> [PROMPT] Go line by line through the entries below and copy those containing the string "payload".

● ● ● ● ● ● ●

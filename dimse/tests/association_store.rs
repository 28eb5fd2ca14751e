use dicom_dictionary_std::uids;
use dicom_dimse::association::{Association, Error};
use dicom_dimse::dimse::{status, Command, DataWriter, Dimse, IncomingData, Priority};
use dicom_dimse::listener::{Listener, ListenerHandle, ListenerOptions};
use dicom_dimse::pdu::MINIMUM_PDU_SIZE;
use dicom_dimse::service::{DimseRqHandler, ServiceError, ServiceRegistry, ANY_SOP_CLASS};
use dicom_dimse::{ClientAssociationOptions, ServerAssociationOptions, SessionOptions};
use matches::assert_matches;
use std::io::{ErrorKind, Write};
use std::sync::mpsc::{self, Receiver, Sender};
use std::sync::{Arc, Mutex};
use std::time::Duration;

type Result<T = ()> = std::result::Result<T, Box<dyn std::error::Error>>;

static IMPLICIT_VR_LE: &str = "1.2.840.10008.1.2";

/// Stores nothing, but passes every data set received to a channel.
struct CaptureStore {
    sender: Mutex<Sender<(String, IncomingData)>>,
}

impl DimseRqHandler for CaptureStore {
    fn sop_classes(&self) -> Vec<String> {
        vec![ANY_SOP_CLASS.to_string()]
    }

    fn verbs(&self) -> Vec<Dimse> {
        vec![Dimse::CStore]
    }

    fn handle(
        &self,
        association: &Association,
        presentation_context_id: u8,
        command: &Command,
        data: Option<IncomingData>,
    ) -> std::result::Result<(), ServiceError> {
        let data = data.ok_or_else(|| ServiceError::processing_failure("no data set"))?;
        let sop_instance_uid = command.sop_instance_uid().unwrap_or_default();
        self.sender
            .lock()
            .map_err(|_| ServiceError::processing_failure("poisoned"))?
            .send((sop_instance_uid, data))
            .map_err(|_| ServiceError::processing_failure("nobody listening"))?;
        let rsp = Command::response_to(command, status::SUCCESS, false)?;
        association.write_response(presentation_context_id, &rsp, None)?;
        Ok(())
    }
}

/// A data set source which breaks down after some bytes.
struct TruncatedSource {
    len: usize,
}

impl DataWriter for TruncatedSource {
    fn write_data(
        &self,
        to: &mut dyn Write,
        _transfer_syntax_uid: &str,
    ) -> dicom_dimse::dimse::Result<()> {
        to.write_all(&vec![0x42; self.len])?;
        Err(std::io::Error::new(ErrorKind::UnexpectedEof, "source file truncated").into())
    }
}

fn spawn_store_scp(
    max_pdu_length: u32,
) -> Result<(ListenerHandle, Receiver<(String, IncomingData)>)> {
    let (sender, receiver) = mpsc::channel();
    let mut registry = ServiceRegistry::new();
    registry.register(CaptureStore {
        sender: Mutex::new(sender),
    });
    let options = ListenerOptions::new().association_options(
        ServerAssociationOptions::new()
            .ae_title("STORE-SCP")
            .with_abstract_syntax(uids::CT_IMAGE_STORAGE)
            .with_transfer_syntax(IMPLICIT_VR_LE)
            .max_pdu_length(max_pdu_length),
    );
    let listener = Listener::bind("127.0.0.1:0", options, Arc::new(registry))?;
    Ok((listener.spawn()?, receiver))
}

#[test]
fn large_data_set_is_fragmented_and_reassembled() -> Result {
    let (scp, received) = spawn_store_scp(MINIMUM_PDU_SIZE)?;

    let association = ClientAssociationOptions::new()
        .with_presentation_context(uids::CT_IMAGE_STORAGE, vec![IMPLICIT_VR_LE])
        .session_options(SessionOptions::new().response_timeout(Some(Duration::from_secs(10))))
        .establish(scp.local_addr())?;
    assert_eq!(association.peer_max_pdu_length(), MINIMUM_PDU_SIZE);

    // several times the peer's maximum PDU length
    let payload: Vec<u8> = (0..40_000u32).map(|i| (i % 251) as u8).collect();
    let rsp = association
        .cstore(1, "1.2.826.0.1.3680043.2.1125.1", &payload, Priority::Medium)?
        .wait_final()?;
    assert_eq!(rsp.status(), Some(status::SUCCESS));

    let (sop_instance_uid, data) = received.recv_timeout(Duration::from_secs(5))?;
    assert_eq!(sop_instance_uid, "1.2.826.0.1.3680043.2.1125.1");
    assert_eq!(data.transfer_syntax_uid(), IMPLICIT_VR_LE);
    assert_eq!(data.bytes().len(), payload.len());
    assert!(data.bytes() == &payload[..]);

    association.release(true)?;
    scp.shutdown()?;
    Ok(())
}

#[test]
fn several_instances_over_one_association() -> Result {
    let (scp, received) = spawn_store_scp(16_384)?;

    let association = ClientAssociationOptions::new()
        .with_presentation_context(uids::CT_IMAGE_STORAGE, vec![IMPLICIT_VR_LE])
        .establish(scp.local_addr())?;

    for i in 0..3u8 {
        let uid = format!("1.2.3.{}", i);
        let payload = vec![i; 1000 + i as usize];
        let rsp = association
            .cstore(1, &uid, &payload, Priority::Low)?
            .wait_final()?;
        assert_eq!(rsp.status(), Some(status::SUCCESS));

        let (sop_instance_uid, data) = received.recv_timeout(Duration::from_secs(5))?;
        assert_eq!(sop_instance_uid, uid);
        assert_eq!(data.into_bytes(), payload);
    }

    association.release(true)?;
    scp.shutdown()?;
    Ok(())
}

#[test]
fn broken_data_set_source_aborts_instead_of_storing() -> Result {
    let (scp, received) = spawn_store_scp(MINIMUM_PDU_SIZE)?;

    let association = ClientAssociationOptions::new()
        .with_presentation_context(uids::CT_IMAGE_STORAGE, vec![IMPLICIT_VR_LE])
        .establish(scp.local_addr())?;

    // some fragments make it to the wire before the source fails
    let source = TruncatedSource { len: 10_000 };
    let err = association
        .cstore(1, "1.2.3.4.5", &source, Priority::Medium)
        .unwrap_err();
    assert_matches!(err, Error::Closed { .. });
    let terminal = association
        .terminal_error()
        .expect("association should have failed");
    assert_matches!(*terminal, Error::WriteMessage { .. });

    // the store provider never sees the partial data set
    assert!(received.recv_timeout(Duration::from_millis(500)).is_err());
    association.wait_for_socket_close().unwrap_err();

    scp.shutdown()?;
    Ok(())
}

● ● ● ● ● ● ●

> [YOUR SOLUTION]
    let payload: Vec<u8> = (0..40_000u32).map(|i| (i % 251) as u8).collect();
        .cstore(1, "1.2.826.0.1.3680043.2.1125.1", &payload, Priority::Medium)?
    assert_eq!(data.bytes().len(), payload.len());
    assert!(data.bytes() == &payload[..]);
        let payload = vec![i; 1000 + i as usize];
            .cstore(1, &uid, &payload, Priority::Low)?
        assert_eq!(data.into_bytes(), payload);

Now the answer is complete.